Leo Shane described one aspect of this in his piece in the Military Times. Shane centered his article on Democratic Party Presidential candidate and Senator Bernie Sanders’ (I, VT) role in making it nearly impossible to fire non-performing Veterans Administration executives.

Sanders—the independent Vermont senator who at the time was chairman of the Senate Veterans’ Affairs Committee—insisted on preserving the protection board’s appeals role, and held up reform legislation in his chamber until it was included.

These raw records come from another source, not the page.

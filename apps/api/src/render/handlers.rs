//! Axum route handlers for the template catalog and live preview.

use axum::{
    extract::Query,
    response::Html,
    Json,
};
use serde::{Deserialize, Serialize};

use crate::models::resume::{ColorThemeId, ResumeDocument, TemplateId};
use crate::render::palette::Palette;
use crate::render::presets::presets;
use crate::render::{render, RenderedResume};

// ────────────────────────────────────────────────────────────────────────────
// Request / Response types
// ────────────────────────────────────────────────────────────────────────────

/// Optional overrides for the document's own template and color theme.
#[derive(Debug, Default, Deserialize)]
#[serde(rename_all = "camelCase")]
pub struct RenderOverrides {
    pub template: Option<String>,
    pub color_theme: Option<String>,
}

impl RenderOverrides {
    pub fn resolve(&self, document: &ResumeDocument) -> (TemplateId, ColorThemeId) {
        let template = self
            .template
            .as_deref()
            .map(TemplateId::parse)
            .unwrap_or(document.template);
        let color_theme = self
            .color_theme
            .as_deref()
            .map(ColorThemeId::parse)
            .unwrap_or(document.color_theme);
        (template, color_theme)
    }
}

#[derive(Debug, Serialize)]
pub struct TemplateSummary {
    pub id: TemplateId,
    pub name: &'static str,
    pub description: &'static str,
}

#[derive(Debug, Serialize)]
#[serde(rename_all = "camelCase")]
pub struct ColorThemeSummary {
    pub id: ColorThemeId,
    pub palette: Palette,
}

#[derive(Debug, Serialize)]
#[serde(rename_all = "camelCase")]
pub struct CatalogResponse {
    pub templates: Vec<TemplateSummary>,
    pub color_themes: Vec<ColorThemeSummary>,
    pub default_template: TemplateId,
    pub default_color_theme: ColorThemeId,
}

// ────────────────────────────────────────────────────────────────────────────
// Handlers
// ────────────────────────────────────────────────────────────────────────────

/// GET /api/v1/templates
pub async fn handle_catalog() -> Json<CatalogResponse> {
    Json(CatalogResponse {
        templates: presets()
            .iter()
            .map(|preset| TemplateSummary {
                id: preset.id,
                name: preset.name,
                description: preset.description,
            })
            .collect(),
        color_themes: ColorThemeId::ALL
            .into_iter()
            .map(|id| ColorThemeSummary {
                id,
                palette: *id.palette(),
            })
            .collect(),
        default_template: TemplateId::default(),
        default_color_theme: ColorThemeId::default(),
    })
}

/// POST /api/v1/render/preview
///
/// Renders an unsaved draft. Called on every edit in the builder, so it does
/// no I/O and never fails on partial input.
pub async fn handle_preview(
    Query(overrides): Query<RenderOverrides>,
    Json(document): Json<ResumeDocument>,
) -> Json<RenderedResume> {
    let (template, color_theme) = overrides.resolve(&document);
    Json(render(&document, template, color_theme))
}

/// POST /api/v1/render/html
///
/// Same as preview, but returns the bare document for iframes.
pub async fn handle_preview_html(
    Query(overrides): Query<RenderOverrides>,
    Json(document): Json<ResumeDocument>,
) -> Html<String> {
    let (template, color_theme) = overrides.resolve(&document);
    Html(render(&document, template, color_theme).html)
}

#[cfg(test)]
mod tests {
    use super::*;

    #[test]
    fn test_overrides_take_precedence() {
        let document = ResumeDocument {
            template: TemplateId::Classic,
            color_theme: ColorThemeId::Red,
            ..Default::default()
        };
        let overrides = RenderOverrides {
            template: Some("tech".into()),
            color_theme: None,
        };
        assert_eq!(
            overrides.resolve(&document),
            (TemplateId::Tech, ColorThemeId::Red)
        );
    }

    #[test]
    fn test_unknown_override_falls_back_to_default_not_document() {
        let document = ResumeDocument {
            template: TemplateId::Classic,
            ..Default::default()
        };
        let overrides = RenderOverrides {
            template: Some("bogus".into()),
            color_theme: None,
        };
        assert_eq!(overrides.resolve(&document).0, TemplateId::Modern);
    }

    #[tokio::test]
    async fn test_catalog_lists_every_combination_axis() {
        let Json(catalog) = handle_catalog().await;
        assert_eq!(catalog.templates.len(), 6);
        assert_eq!(catalog.color_themes.len(), 5);
        assert_eq!(catalog.default_template, TemplateId::Modern);
        assert_eq!(catalog.default_color_theme, ColorThemeId::Blue);
    }
}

That protection board is the Merit Systems Protection Board, an allegedly independent facility with a degree of judicial authority that supposedly ensures that nobody gets fired without due process. In the realization this Board, which Sanders was so desperate to protect, is a union facility that ensures that nobody gets fired.

The larger problem, though, is less Sanders’ union’s interference with the VA leadership’s inability to get rid of the trash and other non-performers in the VA leadership, than it is that inability to throw out the trash.

In recent weeks, the VA has seen a host of job actions against senior employees overturned by the Merit Systems Protection Board [see, for example, here]…. They include the demotion of two VA executives accused of gaming the department’s hiring system for personal benefit, and the dismissal of a New York VA director over patient safety concerns.

And

The appeals fight has grown into an escalating intra-administration showdown between VA leaders, who call the decisions off-base, and protection board officials, who blame bad legislative changes for the unsatisfactory rulings.

These union hacks even are trying to turn the problem back onto Congress:

They also accused lawmakers of overhyping problems within the department, saying lawmakers are conflating malice and malfeasance with mistakes made by under-trained supervisors.

Under-trained? The union hacks agree, then, that these supervisors are unfit for their positions, yet they insist these unfits must be retained, anyway. No trash out, not under-performers out, nobody out.

After all, our veterans are used to the idea of becoming casualties on a war’s battlefield. They and everyone else should just shut up, and our veterans should accept being casualties on an artificial VA battlefield, too.

Veteranos administratio delende est.